Data science has created a strong place in the transport industry through extensive analysis of fuel consumption patterns, driver behavior, and monitoring of an active vehicle. Self-driving cars are the most trending topic in the world today. With the introduction of autonomy to vehicles via reinforcement learning, vehicle manufacturers can create intelligent automobiles. Also, industries can create better logistical routes with the help of data science. Using various variables like consumer profile, location, economic indicators, and logistics, vendors can optimize delivery routes and provide a proper allocation of resources.
Also, various transportation companies like Uber use data science for price optimization and provide better experiences to their customers. Using powerful predictive tools, they accurately predict the price based on parameters like weather patterns, transport availability, customers, etc.
Price Comparison Websites:
The price comparison websites are being used by lots of data fetched using APIs and RSS feeds.
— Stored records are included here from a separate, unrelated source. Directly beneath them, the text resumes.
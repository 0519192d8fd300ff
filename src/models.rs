use chrono::{DateTime, NaiveDate, NaiveTime, Utc};
use sea_orm::entity::prelude::{DeriveActiveEnum, EnumIter};
use serde::{Deserialize, Serialize};
use serde_json::Value;
use thiserror::Error;
use utoipa::ToSchema;
use uuid::Uuid;

/// Coarse time-of-day a customer picks when booking.
#[derive(Debug, Clone, Copy, PartialEq, Eq, Hash, Serialize, Deserialize, ToSchema)]
#[serde(rename_all = "lowercase")]
pub enum TimeSlot {
    Morning,
    Afternoon,
}

impl TimeSlot {
    pub fn parse(raw: &str) -> Option<Self> {
        match raw {
            "morning" => Some(TimeSlot::Morning),
            "afternoon" => Some(TimeSlot::Afternoon),
            _ => None,
        }
    }

    pub fn as_str(self) -> &'static str {
        match self {
            TimeSlot::Morning => "morning",
            TimeSlot::Afternoon => "afternoon",
        }
    }

    /// Wall-clock time stored for the slot.
    pub fn anchor(self) -> NaiveTime {
        let hour = match self {
            TimeSlot::Morning => 8,
            TimeSlot::Afternoon => 13,
        };
        NaiveTime::from_hms_opt(hour, 0, 0).unwrap_or_default()
    }

    pub fn from_anchor(time: NaiveTime) -> Option<Self> {
        [TimeSlot::Morning, TimeSlot::Afternoon]
            .into_iter()
            .find(|slot| slot.anchor() == time)
    }
}

impl std::fmt::Display for TimeSlot {
    fn fmt(&self, f: &mut std::fmt::Formatter<'_>) -> std::fmt::Result {
        f.write_str(self.as_str())
    }
}

#[derive(
    Debug, Clone, Copy, PartialEq, Eq, EnumIter, DeriveActiveEnum, Serialize, Deserialize, ToSchema,
)]
#[sea_orm(rs_type = "String", db_type = "Text")]
pub enum BookingStatus {
    #[sea_orm(string_value = "Scheduled")]
    Scheduled,
    #[sea_orm(string_value = "Completed")]
    Completed,
    #[sea_orm(string_value = "Cancelled")]
    Cancelled,
    #[sea_orm(string_value = "Rescheduled")]
    Rescheduled,
}

#[derive(Debug, Error, Clone, Copy, PartialEq, Eq)]
pub enum TransitionError {
    #[error("booking is {0:?} and can no longer change status")]
    Terminal(BookingStatus),

    #[error("a booking cannot move back to Scheduled")]
    BackToScheduled,
}

impl BookingStatus {
    pub const ALL: [BookingStatus; 4] = [
        BookingStatus::Scheduled,
        BookingStatus::Completed,
        BookingStatus::Cancelled,
        BookingStatus::Rescheduled,
    ];

    pub fn parse(raw: &str) -> Option<Self> {
        Self::ALL.into_iter().find(|s| s.as_str() == raw.trim())
    }

    pub fn as_str(self) -> &'static str {
        match self {
            BookingStatus::Scheduled => "Scheduled",
            BookingStatus::Completed => "Completed",
            BookingStatus::Cancelled => "Cancelled",
            BookingStatus::Rescheduled => "Rescheduled",
        }
    }

    pub fn is_terminal(self) -> bool {
        matches!(self, BookingStatus::Cancelled | BookingStatus::Completed)
    }

    /// `Scheduled` is only ever set on creation; terminal states are final.
    pub fn transition(self, next: BookingStatus) -> Result<BookingStatus, TransitionError> {
        if self.is_terminal() {
            return Err(TransitionError::Terminal(self));
        }
        if next == BookingStatus::Scheduled {
            return Err(TransitionError::BackToScheduled);
        }
        Ok(next)
    }
}

pub fn cents_to_major(cents: i64) -> f64 {
    cents as f64 / 100.0
}

#[derive(Debug, Serialize, Deserialize, ToSchema)]
#[serde(rename_all = "camelCase")]
pub struct Profile {
    pub user_id: String,
    pub email: Option<String>,
    pub created_at: DateTime<Utc>,
}

#[derive(Debug, Serialize, Deserialize, ToSchema)]
#[serde(rename_all = "camelCase")]
pub struct Service {
    pub id: Uuid,
    pub name: String,
    pub description: Option<String>,
    /// Major currency units; `None` means priced after an assessment.
    pub price: Option<f64>,
    pub price_cents: Option<i64>,
    pub features: Vec<String>,
    pub includes_media: bool,
    pub is_custom: bool,
    pub display_order: i32,
}

#[derive(Debug, Serialize, Deserialize, ToSchema)]
#[serde(rename_all = "camelCase")]
pub struct Address {
    pub id: Uuid,
    pub user_id: String,
    pub street_address: String,
    pub area: String,
    pub city: String,
    pub region: String,
    pub postal_code: Option<String>,
    pub country: String,
    pub created_at: DateTime<Utc>,
    pub updated_at: DateTime<Utc>,
}

#[derive(Debug, Serialize, Deserialize, ToSchema)]
#[serde(rename_all = "camelCase")]
pub struct Booking {
    pub id: Uuid,
    pub user_id: String,
    pub service_id: Uuid,
    pub service_name: Option<String>,
    pub address_id: Uuid,
    pub booking_date: NaiveDate,
    pub booking_time: NaiveTime,
    pub time_slot: Option<TimeSlot>,
    pub status: BookingStatus,
    pub price_at_booking: f64,
    pub price_at_booking_cents: i64,
    pub stripe_checkout_session_id: String,
    pub assessment: Option<Value>,
    pub created_at: DateTime<Utc>,
    pub updated_at: DateTime<Utc>,
}

#[derive(Debug, Serialize, Deserialize, ToSchema)]
#[serde(rename_all = "camelCase")]
pub struct CustomAssessment {
    pub id: Uuid,
    pub user_id: String,
    pub service_id: Uuid,
    pub address_id: Uuid,
    pub preferred_date: NaiveDate,
    pub preferred_time: TimeSlot,
    pub assessment_data: Value,
    pub status: String,
    pub created_at: DateTime<Utc>,
}

#[cfg(test)]
mod tests {
    use super::*;

    #[test]
    fn time_slots_map_to_fixed_anchors() {
        assert_eq!(
            TimeSlot::Morning.anchor(),
            NaiveTime::from_hms_opt(8, 0, 0).unwrap()
        );
        assert_eq!(
            TimeSlot::Afternoon.anchor(),
            NaiveTime::from_hms_opt(13, 0, 0).unwrap()
        );
        assert_eq!(TimeSlot::parse("morning"), Some(TimeSlot::Morning));
        assert_eq!(TimeSlot::parse("afternoon"), Some(TimeSlot::Afternoon));
        for raw in ["MORNING", " Morning ", "morning ", "evening", ""] {
            assert_eq!(TimeSlot::parse(raw), None, "{raw:?}");
        }
        assert_eq!(
            TimeSlot::from_anchor(NaiveTime::from_hms_opt(13, 0, 0).unwrap()),
            Some(TimeSlot::Afternoon)
        );
    }

    #[test]
    fn terminal_statuses_are_final() {
        use BookingStatus::*;
        assert_eq!(Scheduled.transition(Cancelled), Ok(Cancelled));
        assert_eq!(Scheduled.transition(Rescheduled), Ok(Rescheduled));
        assert_eq!(Rescheduled.transition(Rescheduled), Ok(Rescheduled));
        assert_eq!(Rescheduled.transition(Completed), Ok(Completed));
        assert_eq!(
            Cancelled.transition(Rescheduled),
            Err(TransitionError::Terminal(Cancelled))
        );
        assert_eq!(
            Completed.transition(Cancelled),
            Err(TransitionError::Terminal(Completed))
        );
        assert_eq!(
            Rescheduled.transition(Scheduled),
            Err(TransitionError::BackToScheduled)
        );
    }

    #[test]
    fn status_parsing_is_exact() {
        assert_eq!(BookingStatus::parse("Cancelled"), Some(BookingStatus::Cancelled));
        assert_eq!(BookingStatus::parse("cancelled"), None);
    }
}
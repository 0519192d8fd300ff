use axum::{
    Json, Router,
    body::Bytes,
    extract::State,
    http::HeaderMap,
    routing::post,
};

use crate::{
    dto::webhook::WebhookAck,
    error::AppResult,
    payments::signature::SIGNATURE_HEADER,
    response::ErrorResponse,
    services::webhook_service::{self, WebhookOutcome},
    state::AppState,
};

pub fn router() -> Router<AppState> {
    Router::new().route("/stripe", post(stripe_webhook))
}

/// Provider callback. Answers `{"received": true}` once the event is
/// processed or deliberately ignored; any error status asks for a retry.
#[utoipa::path(
    post,
    path = "/api/webhooks/stripe",
    request_body(content = String, description = "Raw signed event payload", content_type = "application/json"),
    params(
        ("Stripe-Signature" = String, Header, description = "t=<unix>,v1=<hex> signature header")
    ),
    responses(
        (status = 200, description = "Event processed or ignored", body = WebhookAck),
        (status = 400, description = "Bad signature, malformed event or missing metadata", body = ErrorResponse),
        (status = 500, description = "Storage failure, retry later", body = ErrorResponse)
    ),
    tag = "Webhooks"
)]
pub async fn stripe_webhook(
    State(state): State<AppState>,
    headers: HeaderMap,
    body: Bytes,
) -> AppResult<Json<WebhookAck>> {
    let signature = headers
        .get(SIGNATURE_HEADER)
        .and_then(|value| value.to_str().ok());
    let now = chrono::Utc::now().timestamp();

    match webhook_service::handle_webhook(&state, signature, &body, now).await? {
        WebhookOutcome::BookingCreated { booking_id, session_id } => {
            tracing::info!(%booking_id, %session_id, "webhook reconciled");
        }
        WebhookOutcome::AlreadyRecorded { session_id } => {
            tracing::info!(%session_id, "duplicate delivery acknowledged");
        }
        WebhookOutcome::Ignored { event_type } => {
            tracing::debug!(%event_type, "webhook acknowledged without action");
        }
    }

    Ok(Json(WebhookAck { received: true }))
}
use hmac::{Hmac, Mac};
use sha2::Sha256;
use thiserror::Error;

use crate::config::ConfigError;

type HmacSha256 = Hmac<Sha256>;

pub const SIGNATURE_HEADER: &str = "stripe-signature";

#[derive(Debug, Error, Clone, PartialEq, Eq)]
pub enum SignatureError {
    #[error("missing signature header")]
    MissingHeader,

    #[error("malformed signature header")]
    MalformedHeader,

    #[error("no signature matches the payload")]
    NoMatchingSignature,

    #[error("signature timestamp is outside the tolerance window")]
    TimestampOutsideTolerance,
}

/// Verifies `t=<unix>,v1=<hex>` signature headers: HMAC-SHA256 over
/// `"{t}.{body}"` keyed with the endpoint signing secret.
#[derive(Clone)]
pub struct WebhookVerifier {
    secret: String,
    tolerance_secs: i64,
}

impl std::fmt::Debug for WebhookVerifier {
    fn fmt(&self, f: &mut std::fmt::Formatter<'_>) -> std::fmt::Result {
        f.debug_struct("WebhookVerifier")
            .field("tolerance_secs", &self.tolerance_secs)
            .finish_non_exhaustive()
    }
}

impl WebhookVerifier {
    pub fn new(secret: &str, tolerance_secs: i64) -> Result<Self, ConfigError> {
        if secret.trim().is_empty() {
            return Err(ConfigError::Missing(vec!["STRIPE_WEBHOOK_SECRET"]));
        }
        Ok(Self {
            secret: secret.to_string(),
            tolerance_secs,
        })
    }

    pub fn verify(
        &self,
        payload: &[u8],
        header: Option<&str>,
        now_unix: i64,
    ) -> Result<(), SignatureError> {
        let header = header
            .map(str::trim)
            .filter(|h| !h.is_empty())
            .ok_or(SignatureError::MissingHeader)?;

        let mut timestamp: Option<i64> = None;
        let mut candidates: Vec<&str> = Vec::new();
        for part in header.split(',') {
            match part.trim().split_once('=') {
                Some(("t", value)) => timestamp = value.parse().ok(),
                Some(("v1", value)) => candidates.push(value),
                _ => {}
            }
        }

        let timestamp = timestamp.ok_or(SignatureError::MalformedHeader)?;
        if candidates.is_empty() {
            return Err(SignatureError::MalformedHeader);
        }

        if now_unix.abs_diff(timestamp) > self.tolerance_secs.unsigned_abs() {
            return Err(SignatureError::TimestampOutsideTolerance);
        }

        let matched = candidates.into_iter().any(|candidate| {
            let Ok(expected) = hex::decode(candidate) else {
                return false;
            };
            // verify_slice compares in constant time.
            self.mac_for(timestamp, payload)
                .map(|mac| mac.verify_slice(&expected).is_ok())
                .unwrap_or(false)
        });

        if matched {
            Ok(())
        } else {
            Err(SignatureError::NoMatchingSignature)
        }
    }

    /// Header value a provider would send for `payload` at `timestamp`.
    pub fn sign(&self, payload: &[u8], timestamp: i64) -> String {
        let digest = self
            .mac_for(timestamp, payload)
            .map(|mac| hex::encode(mac.finalize().into_bytes()))
            .unwrap_or_default();
        format!("t={timestamp},v1={digest}")
    }

    fn mac_for(&self, timestamp: i64, payload: &[u8]) -> Option<HmacSha256> {
        let mut mac = HmacSha256::new_from_slice(self.secret.as_bytes()).ok()?;
        mac.update(timestamp.to_string().as_bytes());
        mac.update(b".");
        mac.update(payload);
        Some(mac)
    }
}

#[cfg(test)]
mod tests {
    use super::*;

    const SECRET: &str = "whsec_test123secret456";
    const PAYLOAD: &[u8] = br#"{"type":"checkout.session.completed"}"#;
    const NOW: i64 = 1_750_000_000;

    fn verifier() -> WebhookVerifier {
        WebhookVerifier::new(SECRET, 300).unwrap()
    }

    #[test]
    fn accepts_own_signature() {
        let header = verifier().sign(PAYLOAD, NOW);
        assert_eq!(verifier().verify(PAYLOAD, Some(&header), NOW + 10), Ok(()));
    }

    #[test]
    fn accepts_when_any_v1_matches() {
        let signed = verifier().sign(PAYLOAD, NOW);
        let digest = signed.split("v1=").nth(1).unwrap();
        let header = format!("t={NOW},v1={},v1={digest}", "ab".repeat(32));
        assert_eq!(verifier().verify(PAYLOAD, Some(&header), NOW), Ok(()));
    }

    #[test]
    fn rejects_tampered_payload() {
        let header = verifier().sign(PAYLOAD, NOW);
        let tampered = br#"{"type":"checkout.session.completed","x":1}"#;
        assert_eq!(
            verifier().verify(tampered, Some(&header), NOW),
            Err(SignatureError::NoMatchingSignature)
        );
    }

    #[test]
    fn rejects_other_secret() {
        let other = WebhookVerifier::new("whsec_other", 300).unwrap();
        let header = other.sign(PAYLOAD, NOW);
        assert_eq!(
            verifier().verify(PAYLOAD, Some(&header), NOW),
            Err(SignatureError::NoMatchingSignature)
        );
    }

    #[test]
    fn rejects_stale_timestamp() {
        let header = verifier().sign(PAYLOAD, NOW - 600);
        assert_eq!(
            verifier().verify(PAYLOAD, Some(&header), NOW),
            Err(SignatureError::TimestampOutsideTolerance)
        );
    }

    #[test]
    fn rejects_extreme_timestamps() {
        let v = verifier();
        for header in [
            "t=-9223372036854775808,v1=00",
            "t=9223372036854775807,v1=00",
        ] {
            assert_eq!(
                v.verify(b"{}", Some(header), NOW),
                Err(SignatureError::TimestampOutsideTolerance)
            );
        }
    }

    #[test]
    fn rejects_missing_or_malformed_header() {
        let v = verifier();
        assert_eq!(v.verify(PAYLOAD, None, NOW), Err(SignatureError::MissingHeader));
        assert_eq!(v.verify(PAYLOAD, Some("  "), NOW), Err(SignatureError::MissingHeader));
        assert_eq!(
            v.verify(PAYLOAD, Some("v1=abcd"), NOW),
            Err(SignatureError::MalformedHeader)
        );
        assert_eq!(
            v.verify(PAYLOAD, Some(&format!("t={NOW}")), NOW),
            Err(SignatureError::MalformedHeader)
        );
    }

    #[test]
    fn empty_secret_is_a_configuration_error() {
        assert!(WebhookVerifier::new("", 300).is_err());
    }
}
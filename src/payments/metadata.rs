use std::collections::HashMap;

use chrono::NaiveDate;
use serde_json::Value;
use thiserror::Error;
use uuid::Uuid;

use crate::{models::TimeSlot, response::FieldError};

pub const USER_ID: &str = "userId";
pub const SERVICE_ID: &str = "serviceId";
pub const ADDRESS_ID: &str = "addressId";
pub const DATE: &str = "date";
pub const TIME: &str = "time";
pub const PRICE: &str = "price";
pub const ASSESSMENT: &str = "assessment";

pub const REQUIRED_KEYS: [&str; 6] = [USER_ID, SERVICE_ID, ADDRESS_ID, DATE, TIME, PRICE];

pub const DATE_FORMAT: &str = "%Y-%m-%d";

/// Booking draft as carried through the payment provider.
#[derive(Debug, Clone, PartialEq)]
pub struct BookingMetadata {
    pub user_id: String,
    pub service_id: Uuid,
    pub address_id: Uuid,
    pub date: NaiveDate,
    pub time_slot: TimeSlot,
    /// Minor currency units.
    pub price_cents: i64,
    pub assessment: Option<Value>,
}

#[derive(Debug, Error, Clone, PartialEq, Eq)]
pub enum MetadataError {
    #[error("checkout metadata is missing required fields: {}", .0.join(", "))]
    Missing(Vec<&'static str>),

    #[error("checkout metadata has invalid fields")]
    Invalid(Vec<FieldError>),
}

impl MetadataError {
    pub fn field_errors(&self) -> Vec<FieldError> {
        match self {
            MetadataError::Missing(keys) => keys
                .iter()
                .map(|key| FieldError::new(*key, "missing from checkout metadata"))
                .collect(),
            MetadataError::Invalid(fields) => fields.clone(),
        }
    }
}

impl BookingMetadata {
    /// Flatten into provider metadata. Every value is a string; the optional
    /// assessment is the only JSON-encoded entry.
    pub fn encode(&self) -> Vec<(&'static str, String)> {
        let mut pairs = vec![
            (USER_ID, self.user_id.clone()),
            (SERVICE_ID, self.service_id.to_string()),
            (ADDRESS_ID, self.address_id.to_string()),
            (DATE, self.date.format(DATE_FORMAT).to_string()),
            (TIME, self.time_slot.as_str().to_string()),
            (PRICE, self.price_cents.to_string()),
        ];
        if let Some(assessment) = &self.assessment {
            pairs.push((ASSESSMENT, assessment.to_string()));
        }
        pairs
    }

    /// Validate a metadata bag received back from the provider. Missing keys
    /// are reported together before any value is parsed.
    pub fn decode(metadata: &HashMap<String, String>) -> Result<Self, MetadataError> {
        let value = |key: &str| {
            metadata
                .get(key)
                .map(|v| v.trim())
                .filter(|v| !v.is_empty())
        };

        let missing: Vec<&'static str> = REQUIRED_KEYS
            .into_iter()
            .filter(|key| value(*key).is_none())
            .collect();
        if !missing.is_empty() {
            return Err(MetadataError::Missing(missing));
        }

        let mut invalid = Vec::new();
        let user_id = value(USER_ID).unwrap_or_default().to_string();
        let service_id = parse_uuid(SERVICE_ID, value(SERVICE_ID), &mut invalid);
        let address_id = parse_uuid(ADDRESS_ID, value(ADDRESS_ID), &mut invalid);

        let date = value(DATE).and_then(|raw| parse_date(raw).ok());
        if date.is_none() {
            invalid.push(FieldError::new(DATE, "expected a date formatted YYYY-MM-DD"));
        }

        let time_slot = value(TIME).and_then(TimeSlot::parse);
        if time_slot.is_none() {
            invalid.push(FieldError::new(TIME, "expected `morning` or `afternoon`"));
        }

        let price_cents = value(PRICE)
            .and_then(|raw| raw.parse::<i64>().ok())
            .filter(|cents| *cents > 0);
        if price_cents.is_none() {
            invalid.push(FieldError::new(
                PRICE,
                "expected a positive amount in minor units",
            ));
        }

        let assessment = match value(ASSESSMENT) {
            None => None,
            Some(raw) => match serde_json::from_str::<Value>(raw) {
                Ok(parsed @ Value::Object(_)) => Some(parsed),
                _ => {
                    invalid.push(FieldError::new(ASSESSMENT, "expected a JSON object"));
                    None
                }
            },
        };

        match (service_id, address_id, date, time_slot, price_cents) {
            (Some(service_id), Some(address_id), Some(date), Some(time_slot), Some(price_cents))
                if invalid.is_empty() =>
            {
                Ok(Self {
                    user_id,
                    service_id,
                    address_id,
                    date,
                    time_slot,
                    price_cents,
                    assessment,
                })
            }
            _ => Err(MetadataError::Invalid(invalid)),
        }
    }
}

pub fn parse_date(raw: &str) -> Result<NaiveDate, chrono::ParseError> {
    NaiveDate::parse_from_str(raw.trim(), DATE_FORMAT)
}

fn parse_uuid(key: &'static str, raw: Option<&str>, invalid: &mut Vec<FieldError>) -> Option<Uuid> {
    let parsed = raw.and_then(|raw| Uuid::parse_str(raw).ok());
    if parsed.is_none() {
        invalid.push(FieldError::new(key, "expected a UUID"));
    }
    parsed
}
use anyhow::Result;
use sea_orm::{DatabaseConnection, SqlxPostgresConnector};
use sqlx::postgres::PgPoolOptions;

pub type DbPool = sqlx::PgPool;
pub type OrmConn = DatabaseConnection;

/// Create the process-wide connection pool. Call once at start-up and share
/// it through `AppState`.
pub async fn create_pool(database_url: &str, max_connections: u32) -> Result<DbPool> {
    let pool = PgPoolOptions::new()
        .max_connections(max_connections)
        .connect(database_url)
        .await?;
    Ok(pool)
}

/// Pool that connects on first use. Requests rejected before touching
/// storage never open a connection.
pub fn create_lazy_pool(database_url: &str, max_connections: u32) -> Result<DbPool> {
    let pool = PgPoolOptions::new()
        .max_connections(max_connections)
        .connect_lazy(database_url)?;
    Ok(pool)
}

/// Wrap the shared sqlx pool in a SeaORM connection.
pub fn orm_from_pool(pool: &DbPool) -> OrmConn {
    SqlxPostgresConnector::from_sqlx_postgres_pool(pool.clone())
}

/// Apply the SQL migrations embedded from `migrations/`.
pub async fn run_migrations(pool: &DbPool) -> Result<()> {
    sqlx::migrate!("./migrations").run(pool).await?;
    Ok(())
}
If you have ever used these type of sites, you would know the accommodation of looking at an item’s cost from numerous sellers in one place. Some of the examples of price comparison websites are PriceGrabber, Junglee, Shopzilla, Deal Time, etc. Presently, the price comparison websites are found everywhere, such as innovation, accommodation, automobiles, durables apparel, etc.
One Response
This is a great blog post – So clear and easy to follow. All your hard work is so much appreciated.